Sometimes what appears to be unlikely bedfellows ends up being a great marriage. That was the case (at least in my mind) when I heard about the partnership between Data I/O and IAR Systems. My first reaction was, what do these companies have in common that requires a partnership, and what is gained by the formal arrangement that couldn’t be had otherwise?
For background, Data I/O, headquartered in Redmond, WA, provides security provisioning and programming systems for flash memory, microcontrollers (MCUs), and logic devices. Markets the company currently plays in include automotive, IoT, medical, consumer, industrial, and so on. IAR, based in Sweden, is a provider of embedded development tools, including the popular Embedded Workbench product. It operates in similar markets.

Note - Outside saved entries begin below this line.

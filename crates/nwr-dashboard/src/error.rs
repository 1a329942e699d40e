//! Error types for the dashboard crate.

use axum::http::StatusCode;
use axum::response::{Html, IntoResponse, Response};
use nwr_auth::AuthError;
use nwr_core::ConfigError;
use nwr_token::TokenError;
use thiserror::Error;

use crate::templates;

/// Errors that can occur in the dashboard.
#[derive(Debug, Error)]
pub enum DashboardError {
    /// Failed to start the server.
    #[error("failed to start dashboard: {0}")]
    StartupFailed(String),

    /// Invalid configuration.
    #[error(transparent)]
    Config(#[from] ConfigError),

    /// Credential store or session storage error.
    #[error(transparent)]
    Auth(#[from] AuthError),

    /// Signing key error.
    #[error(transparent)]
    Token(#[from] TokenError),

    /// Resource not found.
    #[error("not found: {0}")]
    NotFound(String),
}

impl IntoResponse for DashboardError {
    fn into_response(self) -> Response {
        match self {
            DashboardError::NotFound(what) => {
                (StatusCode::NOT_FOUND, Html(templates::not_found_page(&what))).into_response()
            }
            other => {
                tracing::error!(error = %other, "request failed");
                (StatusCode::INTERNAL_SERVER_ERROR, other.to_string()).into_response()
            }
        }
    }
}
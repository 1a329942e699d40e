//! CLI command implementations for NWR Audit Central.

pub mod check;
pub mod keys;
pub mod serve;
pub mod session;
//! Configuration types for NWR Audit Central.
//!
//! Configuration is read from a single YAML file (`nwr-audit.yaml` by
//! default). Every section has defaults, so a missing file yields a working
//! configuration with the built-in demo accounts.

pub mod auth;
pub mod dashboard;
pub mod session;

use serde::{Deserialize, Serialize};
use std::fs;
use std::path::{Path, PathBuf};

pub use auth::{AuthConfig, PasswordSource, UserConfig};
pub use dashboard::DashboardConfig;
pub use session::{DEFAULT_SESSION_KEY, MAX_SESSION_TTL, SessionConfig};

/// Default configuration file name.
pub const DEFAULT_CONFIG_FILE: &str = "nwr-audit.yaml";

/// Complete application configuration.
#[derive(Debug, Clone, Serialize, Deserialize)]
pub struct AppConfig {
    /// Dashboard listener settings.
    #[serde(default)]
    pub dashboard: DashboardConfig,

    /// Session persistence and signing.
    #[serde(default)]
    pub session: SessionConfig,

    /// Credentials.
    #[serde(default)]
    pub auth: AuthConfig,

    /// Directory for CLI state (session file, generated keys).
    #[serde(default = "default_state_dir")]
    pub state_dir: PathBuf,
}

impl Default for AppConfig {
    fn default() -> Self {
        Self {
            dashboard: DashboardConfig::default(),
            session: SessionConfig::default(),
            auth: AuthConfig::default(),
            state_dir: default_state_dir(),
        }
    }
}

fn default_state_dir() -> PathBuf {
    PathBuf::from(".nwr-audit")
}

/// Error type for configuration loading.
#[derive(Debug, thiserror::Error)]
pub enum ConfigError {
    #[error("IO error: {0}")]
    Io(#[from] std::io::Error),

    #[error("YAML parse error: {0}")]
    Yaml(#[from] serde_yaml::Error),

    #[error("Configuration error: {0}")]
    Config(String),
}

impl AppConfig {
    /// Load configuration from a YAML file.
    pub fn from_file(path: impl AsRef<Path>) -> Result<Self, ConfigError> {
        let content = fs::read_to_string(path.as_ref())?;
        Self::from_yaml(&content)
    }

    /// Parse configuration from YAML content.
    pub fn from_yaml(content: &str) -> Result<Self, ConfigError> {
        serde_yaml::from_str(content).map_err(ConfigError::from)
    }

    /// Load from `path` if it exists, otherwise fall back to defaults.
    ///
    /// Relative key-file and state paths are resolved against the config
    /// file's directory.
    pub fn load_or_default(path: impl AsRef<Path>) -> Result<Self, ConfigError> {
        let path = path.as_ref();
        if !path.exists() {
            return Ok(Self::default());
        }

        let mut config = Self::from_file(path)?;
        let base_dir = path
            .parent()
            .map(|p| p.to_path_buf())
            .unwrap_or_else(|| PathBuf::from("."));

        if let Some(key_file) = &config.session.private_key_file
            && key_file.is_relative()
        {
            config.session.private_key_file = Some(base_dir.join(key_file));
        }
        if config.state_dir.is_relative() {
            config.state_dir = base_dir.join(&config.state_dir);
        }

        Ok(config)
    }

    /// Check settings that serde cannot check on its own.
    pub fn validate(&self) -> Result<(), ConfigError> {
        self.session.ttl()?;

        if self.session.key.trim().is_empty() {
            return Err(ConfigError::Config("session key must not be empty".into()));
        }

        if let Some(users) = &self.auth.users {
            if users.is_empty() {
                return Err(ConfigError::Config(
                    "auth.users is present but empty; remove it to use the built-in accounts".into(),
                ));
            }
            for user in users {
                if user.password_source().is_none() {
                    return Err(ConfigError::Config(format!(
                        "user '{}' has no password, password_env or password_hash",
                        user.username
                    )));
                }
            }
        }

        Ok(())
    }

    /// Path of the CLI session file.
    pub fn session_file(&self) -> PathBuf {
        self.state_dir.join(&self.session.key)
    }

    /// Path of the key generated by the CLI when none is configured.
    pub fn generated_key_file(&self) -> PathBuf {
        self.state_dir.join("session.key")
    }
}

#[cfg(test)]
mod tests {
    use super::*;
    use crate::identity::Role;

    #[test]
    fn test_empty_yaml_uses_defaults() {
        let config = AppConfig::from_yaml("{}").unwrap();
        assert_eq!(config.dashboard.port, 8080);
        assert_eq!(config.session.key, DEFAULT_SESSION_KEY);
        assert!(config.auth.users.is_none());
        config.validate().unwrap();
    }

    #[test]
    fn test_parse_full_config() {
        let yaml = r#"
dashboard:
  host: 0.0.0.0
  port: 9000
session:
  key: audit_session
  ttl: 30m
  secure_cookie: true
auth:
  login_delay_ms: 250
  users:
    - id: "7"
      username: ops
      role: department
      department: Operations
      password: ops-pass
"#;
        let config = AppConfig::from_yaml(yaml).unwrap();
        assert_eq!(config.dashboard.bind_address(), "0.0.0.0:9000");
        assert_eq!(config.session.key, "audit_session");
        assert!(config.session.secure_cookie);
        assert_eq!(config.auth.login_delay_ms, 250);

        let users = config.auth.users.as_ref().unwrap();
        assert_eq!(users[0].role, Role::Department);
        assert_eq!(users[0].department.as_deref(), Some("Operations"));
        config.validate().unwrap();
    }

    #[test]
    fn test_huge_ttl_fails_validation() {
        let config = AppConfig::from_yaml("session:\n  ttl: 1000000years\n").unwrap();
        assert!(config.validate().is_err());
    }

    #[test]
    fn test_user_without_password_is_rejected() {
        let yaml = r#"
auth:
  users:
    - id: "1"
      username: admin
      role: admin
"#;
        let config = AppConfig::from_yaml(yaml).unwrap();
        assert!(matches!(config.validate(), Err(ConfigError::Config(_))));
    }

    #[test]
    fn test_unknown_role_fails_to_parse() {
        let yaml = r#"
auth:
  users:
    - id: "1"
      username: root
      role: superuser
      password: x
"#;
        assert!(matches!(AppConfig::from_yaml(yaml), Err(ConfigError::Yaml(_))));
    }

    #[test]
    fn test_missing_file_yields_defaults() {
        let dir = tempfile::tempdir().unwrap();
        let config = AppConfig::load_or_default(dir.path().join("absent.yaml")).unwrap();
        assert_eq!(config.session_file(), PathBuf::from(".nwr-audit/nwr_audit_user"));
    }

    #[test]
    fn test_relative_paths_resolve_against_config_dir() {
        let dir = tempfile::tempdir().unwrap();
        let path = dir.path().join(DEFAULT_CONFIG_FILE);
        fs::write(
            &path,
            "session:\n  private_key_file: keys/session.key\nstate_dir: state\n",
        )
        .unwrap();

        let config = AppConfig::load_or_default(&path).unwrap();
        assert_eq!(
            config.session.private_key_file,
            Some(dir.path().join("keys/session.key"))
        );
        assert_eq!(config.state_dir, dir.path().join("state"));
    }
}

As is was explained to me by Anthony Ambrose, the CEO of Data I/O, designers that employ the products of both companies appear to be spending too much development time converting completed MCU firmware into production-ready first articles.

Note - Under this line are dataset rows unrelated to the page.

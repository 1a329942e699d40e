//! Login and logout.
//!
//! The login form posts credentials to [`login_submit`], which runs the
//! request's [`AuthService`](nwr_auth::AuthService) and answers with a
//! redirect carrying the session cookie.

use axum::{
    Form,
    extract::{Query, State},
    http::HeaderMap,
    response::{Html, IntoResponse, Redirect, Response},
};
use serde::Deserialize;

use crate::state::AppState;
use crate::templates::{bare_layout, html_escape};

/// Message shown after a failed login.
pub const INVALID_CREDENTIALS: &str = "Invalid username or password";

/// Login page query parameters
#[derive(Debug, Deserialize)]
pub struct LoginQuery {
    #[serde(default)]
    pub redirect: Option<String>,
    #[serde(default)]
    pub error: Option<String>,
}

/// Login form data
#[derive(Debug, Deserialize)]
pub struct LoginForm {
    pub username: String,
    pub password: String,
    #[serde(default)]
    pub redirect: Option<String>,
}

/// Handler for the login page (GET). Guarded as guest-only.
pub async fn login_page(Query(query): Query<LoginQuery>) -> Html<String> {
    Html(login_page_template(query.redirect.as_deref(), query.error.is_some()))
}

/// Handler for login form submission (POST)
pub async fn login_submit(
    State(state): State<AppState>,
    headers: HeaderMap,
    Form(form): Form<LoginForm>,
) -> Response {
    if let Some(delay) = state.login_delay() {
        tokio::time::sleep(delay).await;
    }

    let mut session = state.session(&headers);
    if session.login(&form.username, &form.password) {
        let target = state
            .guard()
            .return_path(form.redirect.as_deref().filter(|r| !r.is_empty()))
            .to_string();
        return session.into_store().apply(Redirect::to(&target));
    }

    let redirect = form
        .redirect
        .filter(|r| !r.is_empty())
        .map(|r| format!("&redirect={}", urlencoding::encode(&r)))
        .unwrap_or_default();
    Redirect::to(&format!("{}?error=invalid{}", state.guard().login_path(), redirect)).into_response()
}

/// Handler for logout (POST only)
pub async fn logout(State(state): State<AppState>, headers: HeaderMap) -> Response {
    let mut session = state.session(&headers);
    session.logout();
    session
        .into_store()
        .apply(Redirect::to(state.guard().login_path()))
}

/// Generate the login page HTML
fn login_page_template(redirect: Option<&str>, failed: bool) -> String {
    let error_html = if failed {
        format!(
            r##"<div class="mb-6 p-4 bg-red-50 border border-red-200 rounded-lg">
            <div class="flex items-center gap-3">
                <i class="fas fa-shield-alt text-red-600"></i>
                <span class="text-red-600">{INVALID_CREDENTIALS}</span>
            </div>
        </div>"##
        )
    } else {
        String::new()
    };

    let redirect_input = redirect
        .map(|r| format!(r#"<input type="hidden" name="redirect" value="{}">"#, html_escape(r)))
        .unwrap_or_default();

    let content = format!(
        r##"<div class="w-full max-w-md bg-white rounded-lg shadow-xl">
        <div class="text-center p-8 pb-6">
            <div class="flex justify-center mb-4">
                <div class="bg-blue-600 p-3 rounded-full text-white"><i class="fas fa-building text-2xl"></i></div>
            </div>
            <h1 class="text-2xl font-bold text-gray-800">NWR Audit Central</h1>
            <p class="text-gray-600 mt-2">Website Audit Management System</p>
        </div>

        <div class="px-8 pb-8">
            {error_html}

            <form method="POST" action="/login" class="space-y-6">
                {redirect_input}

                <div class="space-y-2">
                    <label for="username" class="text-sm font-medium">Username</label>
                    <input type="text" id="username" name="username" required autofocus
                        class="block w-full h-11 px-3 border border-gray-300 rounded-md"
                        placeholder="Enter your username">
                </div>

                <div class="space-y-2">
                    <label for="password" class="text-sm font-medium">Password</label>
                    <input type="password" id="password" name="password" required
                        class="block w-full h-11 px-3 border border-gray-300 rounded-md"
                        placeholder="Enter your password">
                </div>

                <button type="submit" class="w-full h-11 bg-blue-600 hover:bg-blue-700 text-white rounded-md">
                    Sign In
                </button>
            </form>
        </div>
    </div>"##
    );

    bare_layout("Login", &content)
}
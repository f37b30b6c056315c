// envoy-rs: environment variable manifest checker
//
// SPDX-FileCopyrightText: 2026 Romeo Ahmed
// SPDX-License-Identifier: GPL-3.0-or-later

//! Project root detection.
//!
//! ```text
//! /home/me/app/            <- package.json here: project root
//!   packages/web/src/      <- start
//! ```

use std::path::{Path, PathBuf};

/// File whose presence marks a project root.
pub const PROJECT_MANIFEST: &str = "package.json";

/// Returns the nearest ancestor of `start` (inclusive) containing `package.json`.
///
/// Falls back to `start` itself when no ancestor qualifies.
#[must_use]
pub fn find_project_root(start: &Path) -> PathBuf {
    start
        .ancestors()
        .find(|dir| dir.join(PROJECT_MANIFEST).is_file())
        .unwrap_or(start)
        .to_path_buf()
}

/// Formats `path` relative to `root` with forward slashes.
///
/// Paths outside `root` are returned unchanged.
#[must_use]
pub fn display_relative(path: &Path, root: &Path) -> String {
    let Ok(rel) = path.strip_prefix(root) else {
        return path.display().to_string();
    };
    rel.components()
        .map(|c| c.as_os_str().to_string_lossy())
        .collect::<Vec<_>>()
        .join("/")
}
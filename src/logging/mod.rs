// envoy-rs: environment variable manifest checker
//
// SPDX-FileCopyrightText: 2026 Romeo Ahmed
// SPDX-License-Identifier: GPL-3.0-or-later

//! Logging infrastructure using the `tracing` ecosystem.
//!
//! ```text
//! init_logging(&LogConfig)
//!        |
//!        v
//!    registry
//!    |       |
//!    v       v
//! Console   File (optional)
//! stderr    non_blocking, JSON lines
//! EnvFilter EnvFilter
//!        |
//!        v
//!    LogGuard (flush on drop)
//!
//! LogLevel:  0=OFF  1=ERROR  2=WARN  3=INFO
//!            4=DEBUG  5=TRACE  6=DUMP(+libs)
//! ```
//!
//! Diagnostics from the scanner and the manifest writer go through the
//! regular `tracing` macros; the human-facing report is printed separately
//! by the command handlers.

use anyhow::Context;
use bon::Builder;
use serde::{Deserialize, Deserializer, Serialize, Serializer};
use std::path::Path;
use tracing::Level;
use tracing_appender::non_blocking::WorkerGuard;
use tracing_subscriber::{
    EnvFilter, Layer, Registry,
    fmt::{self, format::FmtSpan},
    layer::SubscriberExt,
    util::SubscriberInitExt,
};

use crate::error::{ConfigError, Result};

/// Log level (0-6) for configuration.
///
/// - 0: Silent - no output at all
/// - 1: Error - only errors
/// - 2: Warn - errors and warnings
/// - 3: Info - default, general information
/// - 4: Debug - per-file scan details
/// - 5: Trace - every recorded match
/// - 6: Dump - trace, including dependencies
#[derive(Debug, Clone, Copy, PartialEq, Eq)]
pub struct LogLevel(u8);

impl Default for LogLevel {
    fn default() -> Self {
        Self::INFO
    }
}

impl LogLevel {
    pub const SILENT: Self = Self(0);
    pub const ERROR: Self = Self(1);
    pub const WARN: Self = Self(2);
    pub const INFO: Self = Self(3);
    pub const DEBUG: Self = Self(4);
    pub const TRACE: Self = Self(5);
    pub const DUMP: Self = Self(6);

    /// Create a new `LogLevel` from a u8 value (0-6).
    ///
    /// # Errors
    ///
    /// Returns a `ConfigError::InvalidValue` if the level is greater than 6.
    pub fn new(level: u8) -> std::result::Result<Self, ConfigError> {
        if level <= 6 {
            Ok(Self(level))
        } else {
            Err(ConfigError::InvalidValue {
                key: "log_level".to_string(),
                message: format!("log level must be 0-6, got {level}"),
            })
        }
    }

    /// Get the raw u8 value.
    #[must_use]
    pub const fn as_u8(&self) -> u8 {
        self.0
    }

    /// Convert from u8 value, returning None if out of range.
    #[must_use]
    pub const fn from_u8(level: u8) -> Option<Self> {
        if level <= 6 { Some(Self(level)) } else { None }
    }

    /// Convert to tracing Level.
    #[must_use]
    pub const fn to_tracing_level(self) -> Option<Level> {
        match self.0 {
            0 => None,
            1 => Some(Level::ERROR),
            2 => Some(Level::WARN),
            3 => Some(Level::INFO),
            4 => Some(Level::DEBUG),
            _ => Some(Level::TRACE),
        }
    }

    /// Convert to `EnvFilter` directive string.
    ///
    /// Levels below DUMP only enable this crate's targets so that
    /// dependencies (`ignore`, `globset`) stay quiet.
    #[must_use]
    pub const fn to_filter_string(self) -> &'static str {
        match self.0 {
            0 => "off",
            1 => "envoy_rs=error",
            2 => "envoy_rs=warn",
            3 => "envoy_rs=info",
            4 => "envoy_rs=debug",
            5 => "envoy_rs=trace",
            _ => "trace",
        }
    }
}

impl TryFrom<u8> for LogLevel {
    type Error = ConfigError;

    fn try_from(value: u8) -> std::result::Result<Self, Self::Error> {
        Self::new(value)
    }
}

impl From<LogLevel> for u8 {
    fn from(level: LogLevel) -> Self {
        level.0
    }
}

impl Serialize for LogLevel {
    fn serialize<S>(&self, serializer: S) -> std::result::Result<S::Ok, S::Error>
    where
        S: Serializer,
    {
        serializer.serialize_u8(self.0)
    }
}

impl<'de> Deserialize<'de> for LogLevel {
    fn deserialize<D>(deserializer: D) -> std::result::Result<Self, D::Error>
    where
        D: Deserializer<'de>,
    {
        let value = u8::deserialize(deserializer)?;
        Self::new(value).map_err(serde::de::Error::custom)
    }
}

/// Configuration for the logging system.
#[derive(Debug, Clone, Builder)]
pub struct LogConfig {
    #[builder(setters(name = with_console_level), default = LogLevel::INFO)]
    console_level: LogLevel,
    #[builder(setters(name = with_file_level), default = LogLevel::TRACE)]
    file_level: LogLevel,
    #[builder(setters(name = with_log_file))]
    log_file: Option<String>,
    #[builder(setters(name = with_show_timestamps), default = false)]
    show_timestamps: bool,
    #[builder(setters(name = with_show_target), default = false)]
    show_target: bool,
    #[builder(setters(name = with_ansi), default = true)]
    ansi: bool,
}

impl Default for LogConfig {
    fn default() -> Self {
        Self::builder().build()
    }
}

impl LogConfig {
    /// Get the console log level.
    #[must_use]
    pub const fn console_level(&self) -> LogLevel {
        self.console_level
    }

    /// Get the file log level.
    #[must_use]
    pub const fn file_level(&self) -> LogLevel {
        self.file_level
    }

    /// Get the log file path if set.
    #[must_use]
    pub fn log_file(&self) -> Option<&str> {
        self.log_file.as_deref()
    }

    /// Check if timestamps should be shown in console output.
    #[must_use]
    pub const fn show_timestamps(&self) -> bool {
        self.show_timestamps
    }

    /// Check if target (module path) should be shown in output.
    #[must_use]
    pub const fn show_target(&self) -> bool {
        self.show_target
    }

    /// Check if console output may use ANSI colors.
    #[must_use]
    pub const fn ansi(&self) -> bool {
        self.ansi
    }
}

/// RAII guard that keeps the logging system alive.
/// When dropped, flushes all pending log writes.
pub struct LogGuard {
    _file_guard: Option<WorkerGuard>,
}

type BoxedLayer = Box<dyn Layer<Registry> + Send + Sync>;

fn console_layer(config: &LogConfig) -> BoxedLayer {
    let filter = EnvFilter::new(config.console_level().to_filter_string());
    let layer = fmt::layer()
        .with_writer(std::io::stderr)
        .with_target(config.show_target())
        .with_level(true)
        .with_ansi(config.ansi());

    if config.show_timestamps() {
        layer.with_filter(filter).boxed()
    } else {
        layer.without_time().with_filter(filter).boxed()
    }
}

/// Initialize the logging system with the given configuration.
///
/// Returns a guard that must be kept alive for the duration of the program.
/// When the guard is dropped, pending logs are flushed.
///
/// # Errors
///
/// Returns an error if the log directory or file cannot be created.
///
/// # Example
///
/// ```no_run
/// use envoy_rs::logging::{init_logging, LogConfig, LogLevel};
///
/// let config = LogConfig::builder()
///     .with_console_level(LogLevel::WARN)
///     .with_log_file("envoy.log".to_string())
///     .build();
///
/// let _guard = init_logging(&config).expect("Failed to initialize logging");
/// tracing::info!("Logging initialized");
/// ```
pub fn init_logging(config: &LogConfig) -> Result<LogGuard> {
    let console_layer = console_layer(config);

    let (file_layer, file_guard) = if let Some(log_path) = config.log_file() {
        let log_path = Path::new(log_path);

        if let Some(parent) = log_path.parent()
            && !parent.as_os_str().is_empty()
        {
            std::fs::create_dir_all(parent)
                .with_context(|| format!("failed to create log directory {}", parent.display()))?;
        }

        let file = std::fs::File::create(log_path)
            .with_context(|| format!("failed to create log file {}", log_path.display()))?;
        let (non_blocking, guard) = tracing_appender::non_blocking(file);

        let file_filter = EnvFilter::new(config.file_level().to_filter_string());

        let layer = fmt::layer()
            .json()
            .with_writer(non_blocking)
            .with_target(true)
            .with_level(true)
            .with_ansi(false)
            .with_span_events(FmtSpan::CLOSE)
            .with_filter(file_filter);

        (Some(layer), Some(guard))
    } else {
        (None, None)
    };

    tracing_subscriber::registry()
        .with(console_layer)
        .with(file_layer)
        .init();

    Ok(LogGuard {
        _file_guard: file_guard,
    })
}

The first point of contention is recognizing that there actually is a problem with the current conditions, and recognizing that there must be a better way to handle this phase of the development process. Once that point is clear, the solution should lie in a seamless workflow to ensure resource efficiency and a faster time to market, all while maintaining (or improving) the level of quality and the required level of security.
And that’s precisely where the partnership between the two companies makes sense—to efficiently ease the transition of MCU firmware design from development to manufacturing for OEMs by making the connection between the IAR design flow and the Data I/O manufacturing flow more seamless. Once you have it explained to you, it’s an “oh yeah, that makes a lot of sense” moment.
The reason for the formal partnership is to allow the direct communication between the two companies so that any potential obstacles can be removed and the development process can be further automated before the OEM even begins the design flow. It also allows IAR and Data I/O to establish a shared vision for a modern workflow that incorporates architecture, design, first article, and manufacturing, rather than requiring the OEM to navigate these tricky waters on his own.
And, according to Stefan Skarin, IAR’s CEO, the two companies have committed to integrate future processes and tools, giving developers the confidence that’s needed to incorporate the workflow.
At the end of the of the day, it appears to be a marriage that makes sense.